Diakonische Dienste: Krankenhaus-Finanzierung ändern

Nachricht 04. April 2008

Hannover (epd). Die Unternehmensgruppe Diakonische Dienste Hannover hat an die Bundesregierung und den Bundestag appelliert, das Finanzierungssystem für Krankenhäuser kurzfristig zu ändern. "Wenn nicht gehandelt wird, ist eine erhebliche Rationierung von Leistungen und ein Qualitätsverlust zu befürchten, denn die Krankenhäuser werden nicht entsprechend ihrer Leistungen vergütet", erklärten der Sprecher der Geschäftsleitung, Utz Wewel, und der Vorsitzende der Mitarbeitervertretung, Georg Cravillon, am Freitag in Hannover.

So dürften die Preise für die Krankenhausleistungen in diesem Jahr nur um 0,14 Prozent erhöht werden. "Damit steht bei der Steigerungsrate bereits das fünfte Jahr in Folge eine Null vor dem Komma", hieß es.

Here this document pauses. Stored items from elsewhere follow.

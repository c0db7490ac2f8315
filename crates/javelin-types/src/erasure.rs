use crate::subtyping::BoundGuard;
use crate::{TypeEnv, TypeKind, TypeMirror, WildcardBound};

/// Type erasure (JLS 4.6).
///
/// Parameterized types erase to their canonical raw type, type variables to the erasure of
/// their upper bound, intersections to the erasure of their first member. Types that are
/// already erased come back as the same instance.
pub fn erasure(env: &dyn TypeEnv, ty: &TypeMirror) -> TypeMirror {
    erase(env, ty, &mut BoundGuard::new(env))
}

fn erase(env: &dyn TypeEnv, ty: &TypeMirror, guard: &mut BoundGuard) -> TypeMirror {
    match ty.kind() {
        TypeKind::Primitive(_) | TypeKind::Null | TypeKind::Unknown => ty.clone(),
        TypeKind::Class(class) => {
            if class.args.is_empty() && class.enclosing.is_none() {
                ty.clone()
            } else {
                env.raw_type(class.symbol)
            }
        }
        TypeKind::Array(component) => {
            let erased = erase(env, component, guard);
            if erased.same_instance(component) {
                ty.clone()
            } else {
                TypeMirror::array(erased)
            }
        }
        TypeKind::Wildcard(WildcardBound::Extends(upper)) => erase(env, upper, guard),
        TypeKind::Wildcard(_) => env.common().object.clone(),
        TypeKind::Intersection(members) => match members.first() {
            Some(first) => erase(env, first, guard),
            None => env.common().object.clone(),
        },
        TypeKind::TypeVar(var) => {
            if !guard.enter(var.id()) {
                return env.common().object.clone();
            }
            let erased = erase(env, &env.upper_bound(*var), guard);
            guard.leave(var.id());
            erased
        }
    }
}

impl TypeMirror {
    pub fn erasure(&self, env: &dyn TypeEnv) -> TypeMirror {
        erasure(env, self)
    }
}
use javelin_types::{
    Substitution, TyContext, TypeEnv, TypeError, TypeMirror, TypeSystem, VarOrigin,
};
use pretty_assertions::assert_eq;

use super::fixtures::{class, declare_bounded_class, raw};

#[test]
fn declared_variables_compare_by_symbol() {
    let ts = TypeSystem::with_minimal_jdk();
    let list = class(&ts, "java.util.List");
    let e = ts.class(list).unwrap().type_params[0];
    let number = raw(&ts, "java.lang.Number");

    let mut cx = TyContext::new(&ts);
    let narrowed = cx.with_upper_bound(e, number.clone()).unwrap();

    assert_ne!(narrowed.id(), e.id());
    assert_eq!(narrowed, e);
    assert_eq!(TypeMirror::from(narrowed), TypeMirror::from(e));
    assert_eq!(cx.upper_bound(narrowed), number);
    assert_eq!(cx.upper_bound(e), ts.object());
}

#[test]
fn captured_variables_compare_by_identity() {
    let ts = TypeSystem::with_minimal_jdk();
    let list = class(&ts, "java.util.List");
    let list_of_any = ts.class_type(list, vec![ts.unbounded_wildcard()]).unwrap();

    let mut cx = TyContext::new(&ts);
    let first = cx.capture(&list_of_any).unwrap();
    let second = cx.capture(&list_of_any).unwrap();

    let a = first.as_class().unwrap().args[0].as_type_var().unwrap();
    let b = second.as_class().unwrap().args[0].as_type_var().unwrap();
    assert_eq!(a, a);
    assert_ne!(a, b);
    assert_ne!(first, second);
    assert_eq!(first.clone(), first);

    // Same bounds, same origin: still a different variable.
    assert_eq!(cx.upper_bound(a), cx.upper_bound(b));
    assert!(cx.is_capture_of(a, &ts.unbounded_wildcard()));
    assert!(cx.is_capture_of(b, &ts.unbounded_wildcard()));
}

#[test]
fn clone_with_bounds_refuses_declared_variables() {
    let ts = TypeSystem::with_minimal_jdk();
    let list = class(&ts, "java.util.List");
    let e = ts.class(list).unwrap().type_params[0];

    let mut cx = TyContext::new(&ts);
    let err = cx
        .clone_with_bounds(e, ts.null_type(), raw(&ts, "java.lang.Number"))
        .unwrap_err();
    assert!(matches!(err, TypeError::UnsupportedOperation(_)), "{err:?}");
    assert_eq!(cx.local_count(), 0);
}

#[test]
fn clone_with_bounds_mints_a_new_capture_of_the_same_wildcard() {
    let ts = TypeSystem::with_minimal_jdk();
    let list = class(&ts, "java.util.List");
    let number = raw(&ts, "java.lang.Number");
    let integer = raw(&ts, "java.lang.Integer");
    let wildcard = ts.wildcard_extends(number.clone());
    let ty = ts.class_type(list, vec![wildcard.clone()]).unwrap();

    let mut cx = TyContext::new(&ts);
    let captured = cx.capture(&ty).unwrap();
    let cap = captured.as_class().unwrap().args[0].as_type_var().unwrap();
    let copy = cx
        .clone_with_bounds(cap, ts.null_type(), integer.clone())
        .unwrap();

    assert_ne!(copy, cap);
    assert_eq!(cx.upper_bound(copy), integer);
    assert_eq!(cx.upper_bound(cap), number);
    assert!(cx.is_capture_of(copy, &wildcard));
    assert!(cx
        .captured_origin(copy)
        .is_some_and(|origin| origin.same_instance(&wildcard)));
}

#[test]
fn is_capture_of_checks_wildcard_instance() {
    let ts = TypeSystem::with_minimal_jdk();
    let list = class(&ts, "java.util.List");
    let number = raw(&ts, "java.lang.Number");
    let wildcard = ts.wildcard_extends(number.clone());
    let lookalike = ts.wildcard_extends(number);
    assert_eq!(wildcard, lookalike);

    let mut cx = TyContext::new(&ts);
    let captured = cx
        .capture(&ts.class_type(list, vec![wildcard.clone()]).unwrap())
        .unwrap();
    let cap = captured.as_class().unwrap().args[0].as_type_var().unwrap();

    assert!(cx.is_capture_of(cap, &wildcard));
    assert!(!cx.is_capture_of(cap, &lookalike));

    let e = ts.class(list).unwrap().type_params[0];
    assert!(!cx.is_capture_of(e, &wildcard));
    assert_eq!(cx.captured_origin(e), None);
}

#[test]
fn subst_in_bounds_leaves_the_original_untouched() {
    let mut ts = TypeSystem::with_minimal_jdk();
    let comparable = class(&ts, "java.lang.Comparable");
    let (_, t) = declare_bounded_class(&mut ts, "com.example.Sorted", |ts, _, t| {
        ts.class_type(comparable, vec![TypeMirror::from(t)]).unwrap()
    });
    let string = raw(&ts, "java.lang.String");
    let original_bound = ts.class_type(comparable, vec![TypeMirror::from(t)]).unwrap();

    let mut cx = TyContext::new(&ts);
    let subst = Substitution::from_pairs(&[t], &[string.clone()]);
    let derived = cx.subst_in_bounds(t, &subst);

    assert_eq!(derived, t);
    assert_ne!(derived.id(), t.id());
    assert_eq!(
        cx.upper_bound(derived),
        ts.class_type(comparable, vec![string]).unwrap()
    );
    assert_eq!(cx.upper_bound(t), original_bound);
    assert_eq!(ts.upper_bound(t), original_bound);
}

#[test]
fn subst_in_bounds_without_effect_returns_the_same_variable() {
    let ts = TypeSystem::with_minimal_jdk();
    let list = class(&ts, "java.util.List");
    let e = ts.class(list).unwrap().type_params[0];
    let comparable = class(&ts, "java.lang.Comparable");
    let t = ts.class(comparable).unwrap().type_params[0];

    let mut cx = TyContext::new(&ts);
    let subst = Substitution::from_pairs(&[t], &[raw(&ts, "java.lang.String")]);
    let same = cx.subst_in_bounds(e, &subst);

    assert_eq!(same.id(), e.id());
    assert_eq!(cx.local_count(), 0);
}

#[test]
fn annotations_are_attached_to_a_derived_variable() {
    let ts = TypeSystem::with_minimal_jdk();
    let list = class(&ts, "java.util.List");
    let e = ts.class(list).unwrap().type_params[0];
    let runnable = class(&ts, "java.lang.Runnable");

    let mut cx = TyContext::new(&ts);
    let annotated = cx.with_annotations(e, vec![runnable]).unwrap();

    assert_eq!(annotated, e);
    assert_eq!(cx.type_var(annotated.id()).unwrap().annotations(), &[runnable]);
    assert!(ts.type_var(e.id()).unwrap().annotations().is_empty());
    assert!(matches!(
        cx.type_var(annotated.id()).unwrap().origin(),
        VarOrigin::Declared(symbol) if Some(*symbol) == e.symbol()
    ));
}

#[test]
fn variables_of_another_context_are_unknown() {
    let ts = TypeSystem::with_minimal_jdk();
    let list = class(&ts, "java.util.List");
    let ty = ts.class_type(list, vec![ts.unbounded_wildcard()]).unwrap();

    let mut producer = TyContext::new(&ts);
    let captured = producer.capture(&ty).unwrap();
    let cap = captured.as_class().unwrap().args[0].as_type_var().unwrap();

    let mut other = TyContext::new(&ts);
    assert_eq!(other.type_var(cap.id()).map(|def| def.name().to_string()), None);
    assert!(matches!(
        other.with_upper_bound(cap, ts.object()),
        Err(TypeError::IllegalState(_))
    ));
}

Dem stünden gestiegene Kosten etwa durch Tariferhöhungen, die höhere Mehrwertsteuer und für Energie entgegen. Die "Deckelung" der Budgets müsse zurückgenommen werden, fordern die Diakonischen Dienste.

Zu der Unternehmensgruppe gehören die Henriettenstiftung, das Friederikenstift und das Annastift in Hannover mit Kliniken, Behinderten-Einrichtungen, Altenzentren und Reha-Einrichtungen. Sie beschäftigt insgesamt rund 4.500 Mitarbeiter und bietet in drei evangelischen Krankenhäusern rund 1.300 Betten.

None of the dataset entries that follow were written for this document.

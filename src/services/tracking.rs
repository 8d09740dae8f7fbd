//! Activity tracking: `user_sessions` open/close and `site_analytics` page visits.
//!
//! ERROR HANDLING
//! ==============
//! Every write here is fire-and-forget: failures are logged and swallowed,
//! never surfaced to the user and never retried.

use std::sync::Arc;

use serde::Serialize;
use time::{Duration, OffsetDateTime};
use tokio::task::JoinHandle;
use tracing::{debug, info, warn};
use uuid::Uuid;

use super::session::{OpenSession, OpenSessions};
use crate::backend::{NewUserSession, PageVisit, TableApi};

/// Lifetime assumed for a session whose provider reported no `expires_in`.
pub const DEFAULT_SESSION_TTL: Duration = Duration::hours(1);

/// How often the background sweep closes expired sessions.
pub const SESSION_SWEEP_INTERVAL: std::time::Duration = std::time::Duration::from_secs(300);

/// Request metadata recorded alongside sessions and visits.
#[derive(Debug, Clone, Default, PartialEq, Eq, Serialize)]
pub struct ClientMeta {
    pub ip_address: Option<String>,
    pub user_agent: Option<String>,
    pub referrer: Option<String>,
}

#[derive(Clone)]
pub struct ActivityTracker {
    tables: Arc<dyn TableApi>,
    open: OpenSessions,
}

impl ActivityTracker {
    #[must_use]
    pub fn new(tables: Arc<dyn TableApi>) -> Self {
        Self { tables, open: OpenSessions::new() }
    }

    /// Insert a `user_sessions` row for a fresh sign-in and remember it
    /// under `token` until the token expires. A row already tracked for the
    /// same token is closed first, as is every row whose token has expired.
    /// Returns the new row id even if the insert failed, so the caller can
    /// still correlate events.
    pub async fn open_session(&self, token: &str, user_id: &str, expires_in: Option<u64>, meta: &ClientMeta) -> String {
        let now = OffsetDateTime::now_utc();
        let row = NewUserSession {
            id: Uuid::new_v4().to_string(),
            user_id: user_id.to_owned(),
            started_at: now,
            ip_address: meta.ip_address.clone(),
            user_agent: meta.user_agent.clone(),
        };

        if let Err(e) = self.tables.insert_user_session(Some(token), &row).await {
            warn!(error = %e, user_id, "user session insert failed");
        }

        let ttl = expires_in
            .and_then(|secs| i64::try_from(secs).ok())
            .map_or(DEFAULT_SESSION_TTL, Duration::seconds);
        let tracked = OpenSession { id: row.id.clone(), user_id: user_id.to_owned(), expires_at: now + ttl };
        if let Some(previous) = self.open.insert(token, tracked).await {
            self.end(token, &previous).await;
        }
        self.close_expired(now).await;

        let open = self.open.len().await;
        debug!(session_id = %row.id, user_id, open, "user session opened");
        row.id
    }

    /// Close every tracked row whose token expired at or before `now`.
    /// Returns how many were closed.
    pub async fn close_expired(&self, now: OffsetDateTime) -> usize {
        let expired = self.open.evict_expired(now).await;
        for (token, session) in &expired {
            self.end(token, session).await;
        }
        if !expired.is_empty() {
            debug!(closed = expired.len(), "expired user sessions closed");
        }
        expired.len()
    }

    /// Close the row tracked for `token`, if any. Local tracking ends even
    /// when the remote update fails.
    pub async fn close_session(&self, token: &str) -> Option<OpenSession> {
        let session = self.open.take(token).await?;
        self.end(token, &session).await;
        Some(session)
    }

    async fn end(&self, token: &str, session: &OpenSession) {
        let ended_at = OffsetDateTime::now_utc();
        match self
            .tables
            .close_user_session(Some(token), &session.id, ended_at)
            .await
        {
            Ok(()) => debug!(session_id = %session.id, "user session closed"),
            Err(e) => warn!(error = %e, session_id = %session.id, "user session close failed"),
        }
    }

    #[must_use]
    pub fn open_sessions(&self) -> &OpenSessions {
        &self.open
    }

    /// Append a `site_analytics` row. `token` is the visitor's access token
    /// when signed in; the open session (if any) is attached.
    pub async fn record_visit(&self, token: Option<&str>, user_id: Option<&str>, page_path: &str, meta: &ClientMeta) {
        let session_id = match token {
            Some(t) => self.open.get(t).await.map(|s| s.id),
            None => None,
        };
        let visit = PageVisit {
            user_id: user_id.map(str::to_owned),
            page_path: page_path.to_owned(),
            session_id,
            referrer: meta.referrer.clone(),
            ip_address: meta.ip_address.clone(),
        };
        if let Err(e) = self.tables.insert_page_visit(token, &visit).await {
            warn!(error = %e, page_path, "page visit insert failed");
        }
    }
}

/// Periodically close sessions whose tokens expired without a sign-out.
pub fn spawn_session_sweeper(tracker: ActivityTracker, every: std::time::Duration) -> JoinHandle<()> {
    info!(interval_secs = every.as_secs(), "session sweep configured");
    tokio::spawn(async move {
        let mut ticker = tokio::time::interval(every);
        ticker.tick().await;
        loop {
            ticker.tick().await;
            tracker.close_expired(OffsetDateTime::now_utc()).await;
        }
    })
}

#[cfg(test)]
#[path = "tracking_test.rs"]
mod tests;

Bundesweit arbeiteten die Krankenhäusern bei steigenden Patientenzahlen mit immer weniger Personal, hieß es. So seien in den vergangenen zehn Jahren rund 10.000 Arbeitsplätze aus deutschen Krankenhäusern verschwunden, davon 50.000 aus der Krankenpflege. 16.500 Ausbildungsplätze für Pflegeberufe seien abgebaut worden.